→ **Exercise description**
Please print the entries below exactly, from the line with "pub struct ColorConfig" through the line with "for x in area.x..area.right()", including both of those lines and leaving out all others.

[Collected data entries]
────────────────────────────────────────

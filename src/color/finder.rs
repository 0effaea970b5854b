//! Single-pixel color search in HLS space

use std::sync::Arc;

use image::RgbImage;
use serde::{Deserialize, Serialize};

use super::types::{Color, HlsColor, IntoColor};
use crate::debug::{DebugReporter, NoopReporter, RESULT_COLOR, SEARCH_AREA_COLOR, annotate};
use crate::error::VisionResult;
use crate::geometry::{Point, Rect};
use crate::loader::{ImageSource, load_rgb, resolve_rect};

/// Half-size of the box drawn around a found pixel in debug reports
const RESULT_MARKER: i32 = 20;

#[derive(Debug, Clone, PartialEq, Serialize, Deserialize)]
#[serde(default)]
pub struct ColorConfig {
    /// Similarity (1 - distance) a pixel needs to be reported
    pub threshold: f32,
}

impl Default for ColorConfig {
    fn default() -> Self {
        Self { threshold: 0.95 }
    }
}

/// Finds the pixel closest to a target color
pub struct ColorMatcher {
    config: ColorConfig,
    reporter: Arc<dyn DebugReporter>,
}

impl ColorMatcher {
    pub fn new() -> Self {
        Self::with_config(ColorConfig::default(), Arc::new(NoopReporter))
    }

    pub fn with_config(config: ColorConfig, reporter: Arc<dyn DebugReporter>) -> Self {
        Self { config, reporter }
    }

    pub fn config(&self) -> &ColorConfig {
        &self.config
    }

    /// `find_with_threshold` using the configured threshold
    pub fn find(
        &self,
        image: &ImageSource,
        color: impl IntoColor,
        rect: Option<Rect>,
    ) -> VisionResult<Option<Point>> {
        self.find_with_threshold(image, color, rect, self.config.threshold)
    }

    /// Find the pixel whose HLS distance to `color` is smallest, provided it is
    /// at most `1 - threshold`.
    ///
    /// `rect` limits the search; the returned point is always in the frame of
    /// the full image. Ties go to the first pixel in raster order.
    pub fn find_with_threshold(
        &self,
        image: &ImageSource,
        color: impl IntoColor,
        rect: Option<Rect>,
        threshold: f32,
    ) -> VisionResult<Option<Point>> {
        let target = color.into_color()?;
        let image = load_rgb(image)?;
        let area = match rect {
            Some(rect) => resolve_rect(rect, image.width(), image.height())?,
            None => Rect::full_image(image.width(), image.height()),
        };
        log::debug!(
            "🎨 find color {} in {} ({}x{} image) threshold: {}",
            target,
            area,
            image.width(),
            image.height(),
            threshold
        );

        let target_hls = target.to_hls();
        let max_distance = 1.0 - threshold;
        let mut best: Option<(Point, f32)> = None;
        for y in area.y..area.bottom() {
            for x in area.x..area.right() {
                let pixel = image.get_pixel(x as u32, y as u32);
                let distance = HlsColor::from_rgb(pixel[0], pixel[1], pixel[2]).distance(&target_hls);
                if distance <= max_distance && best.is_none_or(|(_, d)| distance < d) {
                    best = Some((Point::new(x, y), distance));
                }
            }
        }

        if let Some((point, distance)) = best {
            log::debug!("  found {} at ({}, {}) similarity {:.4}", target, point.x, point.y, 1.0 - distance);
        }
        self.report(&image, target, rect.map(|_| area), best);
        Ok(best.map(|(point, _)| point))
    }

    fn report(&self, image: &RgbImage, target: Color, area: Option<Rect>, best: Option<(Point, f32)>) {
        if !self.reporter.enabled() {
            return;
        }
        let mut annotated = image.clone();
        if let Some(area) = area {
            annotated = annotate(&annotated, &[area], SEARCH_AREA_COLOR);
        }
        let mut detail = format!("target={target}\nrect={area:?}\n");
        match best {
            Some((point, distance)) => {
                let marker = Rect::new(
                    point.x - RESULT_MARKER,
                    point.y - RESULT_MARKER,
                    (2 * RESULT_MARKER) as u32,
                    (2 * RESULT_MARKER) as u32,
                );
                if let Some(marker) = marker.clip_to(image.width(), image.height()) {
                    annotated = annotate(&annotated, &[marker], RESULT_COLOR);
                }
                let found = Color::from(*image.get_pixel(point.x as u32, point.y as u32));
                detail.push_str(&format!(
                    "result=({}, {})\nsimilarity={:.4}\nfound_color={}",
                    point.x,
                    point.y,
                    1.0 - distance,
                    found
                ));
            }
            None => detail.push_str("result=None"),
        }
        self.reporter.report("find_color", &[annotated, image.clone()], &detail);
    }
}

impl Default for ColorMatcher {
    fn default() -> Self {
        Self::new()
    }
}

────────────────────────────────────────

→ **Response area**
pub struct ColorConfig {
    /// Similarity (1 - distance) a pixel needs to be reported
    pub threshold: f32,
}

impl Default for ColorConfig {
    fn default() -> Self {
        Self { threshold: 0.95 }
    }
}

/// Finds the pixel closest to a target color
pub struct ColorMatcher {
    config: ColorConfig,
    reporter: Arc<dyn DebugReporter>,
}

impl ColorMatcher {
    pub fn new() -> Self {
        Self::with_config(ColorConfig::default(), Arc::new(NoopReporter))
    }

    pub fn with_config(config: ColorConfig, reporter: Arc<dyn DebugReporter>) -> Self {
        Self { config, reporter }
    }

    pub fn config(&self) -> &ColorConfig {
        &self.config
    }

    /// `find_with_threshold` using the configured threshold
    pub fn find(
        &self,
        image: &ImageSource,
        color: impl IntoColor,
        rect: Option<Rect>,
    ) -> VisionResult<Option<Point>> {
        self.find_with_threshold(image, color, rect, self.config.threshold)
    }

    /// Find the pixel whose HLS distance to `color` is smallest, provided it is
    /// at most `1 - threshold`.
    ///
    /// `rect` limits the search; the returned point is always in the frame of
    /// the full image. Ties go to the first pixel in raster order.
    pub fn find_with_threshold(
        &self,
        image: &ImageSource,
        color: impl IntoColor,
        rect: Option<Rect>,
        threshold: f32,
    ) -> VisionResult<Option<Point>> {
        let target = color.into_color()?;
        let image = load_rgb(image)?;
        let area = match rect {
            Some(rect) => resolve_rect(rect, image.width(), image.height())?,
            None => Rect::full_image(image.width(), image.height()),
        };
        log::debug!(
            "🎨 find color {} in {} ({}x{} image) threshold: {}",
            target,
            area,
            image.width(),
            image.height(),
            threshold
        );

        let target_hls = target.to_hls();
        let max_distance = 1.0 - threshold;
        let mut best: Option<(Point, f32)> = None;
        for y in area.y..area.bottom() {
            for x in area.x..area.right() {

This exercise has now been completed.